接続性は素晴らしいが、バッテリー寿命はまあまあ
HDR-PJ760Vには、外部マイクとヘッドホン用のジャック、そして2つのUSBコネクタなど、通常よりも多くの接続端子が搭載されています。特に便利なのは、USBコネクタが短い有線ケーブルに付属しており、使用しない時はハンドストラップにすっきり収納できる点です。USBフリップポートはさらに優れており、2.5インチケーブルなので、フリップが収まらないような狭い場所にも接続できます。

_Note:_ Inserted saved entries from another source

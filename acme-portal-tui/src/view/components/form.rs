//! 表单页共用的部件：输入框、提交按钮、结果区

use ratatui::{
    layout::{Constraint, Direction, Layout, Position, Rect},
    style::{Modifier, Style},
    text::{Line, Span},
    widgets::{Block, Borders, Paragraph, Wrap},
    Frame,
};
use unicode_width::{UnicodeWidthChar, UnicodeWidthStr};

use crate::i18n::t;
use crate::model::state::InputField;
use crate::view::theme::{colors, Styles};

/// 表单页的各个区域
pub struct FormAreas {
    pub label: Rect,
    pub input: Rect,
    pub submit: Rect,
    pub result: Rect,
}

/// 切分表单页：标签、输入框、提交按钮、空行、结果区
pub fn split(area: Rect) -> FormAreas {
    let rows = Layout::default()
        .direction(Direction::Vertical)
        .constraints([
            Constraint::Length(1),
            Constraint::Length(3),
            Constraint::Length(1),
            Constraint::Length(1),
            Constraint::Min(0),
        ])
        .split(area);

    FormAreas {
        label: rows[0],
        input: rows[1],
        submit: rows[2],
        result: rows[4],
    }
}

/// 渲染输入框
///
/// 内容超出宽度时只显示末尾部分，光标固定在末尾。
pub fn render_input(
    frame: &mut Frame,
    areas: &FormAreas,
    label: &str,
    placeholder: &str,
    input: &InputField,
    focused: bool,
) {
    let c = colors();

    frame.render_widget(
        Paragraph::new(Line::styled(format!(" {label}"), Styles::title())),
        areas.label,
    );

    let block = Block::default()
        .borders(Borders::ALL)
        .border_style(Styles::border(focused));
    let inner = block.inner(areas.input);
    frame.render_widget(block, areas.input);

    // 留一列给光标
    let visible_width = usize::from(inner.width.saturating_sub(1));
    let (visible, visible_cols) = tail_fitting(input.as_str(), visible_width);

    let line = if input.is_empty() {
        Line::styled(placeholder.to_string(), Style::default().fg(c.muted))
    } else {
        Line::styled(visible.to_string(), Style::default().fg(c.fg))
    };
    frame.render_widget(Paragraph::new(line), inner);

    if focused {
        let cols = u16::try_from(visible_cols).unwrap_or(inner.width);
        frame.set_cursor_position(Position::new(inner.x + cols, inner.y));
    }
}

/// `text` 末尾不超过 `width` 列的部分及其列宽
fn tail_fitting(text: &str, width: usize) -> (&str, usize) {
    let mut cols = 0;
    let mut start = text.len();
    for (idx, ch) in text.char_indices().rev() {
        let w = ch.width().unwrap_or(0);
        if cols + w > width {
            break;
        }
        cols += w;
        start = idx;
    }
    (&text[start..], cols)
}

/// 渲染提交按钮
pub fn render_submit(frame: &mut Frame, area: Rect, busy: bool) {
    let c = colors();
    let common = &t().common;
    let (label, style) = if busy {
        (common.submitting, Style::default().fg(c.muted))
    } else {
        (
            common.submit,
            Style::default()
                .bg(c.highlight)
                .fg(c.selected_fg)
                .add_modifier(Modifier::BOLD),
        )
    };
    frame.render_widget(
        Paragraph::new(Line::from(vec![
            Span::raw(" "),
            Span::styled(format!(" {label} "), style),
        ])),
        area,
    );
}

/// 失败结果的显示行
pub fn failure_lines(message: &str) -> Vec<Line<'static>> {
    let c = colors();
    vec![Line::from(vec![
        Span::styled(
            format!("{} ", t().common.error_prefix),
            Style::default().fg(c.error).add_modifier(Modifier::BOLD),
        ),
        Span::styled(message.to_string(), Style::default().fg(c.error)),
    ])]
}

/// 小节标题行
pub fn section(title: &str) -> Line<'static> {
    Line::styled(title.to_string(), Styles::section())
}

/// 标签列宽（按显示宽度对齐）
const FIELD_LABEL_WIDTH: usize = 18;

/// `标签  值` 形式的一行
pub fn field(label: &str, value: impl Into<String>, value_style: Style) -> Line<'static> {
    let padding = FIELD_LABEL_WIDTH.saturating_sub(label.width());
    Line::from(vec![
        Span::styled(
            format!("  {label}{:padding$}", ""),
            Style::default().fg(colors().muted),
        ),
        Span::styled(value.into(), value_style),
    ])
}

/// 多行文本（PEM 等）原样显示
pub fn text_block(text: &str) -> Vec<Line<'static>> {
    let style = Style::default().fg(colors().fg);
    text.lines()
        .map(|line| Line::styled(line.to_string(), style))
        .collect()
}

/// 渲染可滚动的结果区
///
/// 滚动偏移不会超过最后一行。
pub fn render_result(frame: &mut Frame, area: Rect, lines: Vec<Line<'static>>, scroll: u16) {
    let max = u16::try_from(lines.len().saturating_sub(1)).unwrap_or(u16::MAX);
    let paragraph = Paragraph::new(lines)
        .wrap(Wrap { trim: false })
        .scroll((scroll.min(max), 0));
    frame.render_widget(paragraph, area);
}

#[cfg(test)]
mod tests {
    use super::*;

    #[test]
    fn tail_fitting_keeps_end() {
        assert_eq!(tail_fitting("example.com", 20), ("example.com", 11));
        assert_eq!(tail_fitting("example.com", 3), ("com", 3));
        assert_eq!(tail_fitting("", 3), ("", 0));
    }

    #[test]
    fn tail_fitting_counts_wide_chars() {
        // 每个汉字占两列
        assert_eq!(tail_fitting("域名域名", 5), ("域名", 4));
    }
}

こんなに素晴らしいビデオカメラなのに、なぜソニーはバッテリーをケチったのでしょうか? バッテリー駆動テストでは2時間も持たず、今の標準には達していません。このビデオカメラの価格を考えると、さらに100ドルも値上げするのではなく、4時間近く使えるバッテリーパック(モデル:NP-FV70)を同梱すべきでした。
結論
ソニーの最新最高級ハンディカムに大金を費やすことは、一般ユーザーにとっては理にかなわないでしょう。同じ金額で、良好な撮影条件であれば、まずまずから非常に優れた動画と静止画を撮影できるビデオカメラを2台か3台購入できるからです。一方、プロ仕様ではないビデオカメラで最高レベルの動画を撮影したい、そしてこのクラスとしては極めて携帯性に優れた製品を求めているなら、HDR-PJ760Vは最適な選択肢です。多くの優れた機能も備えています。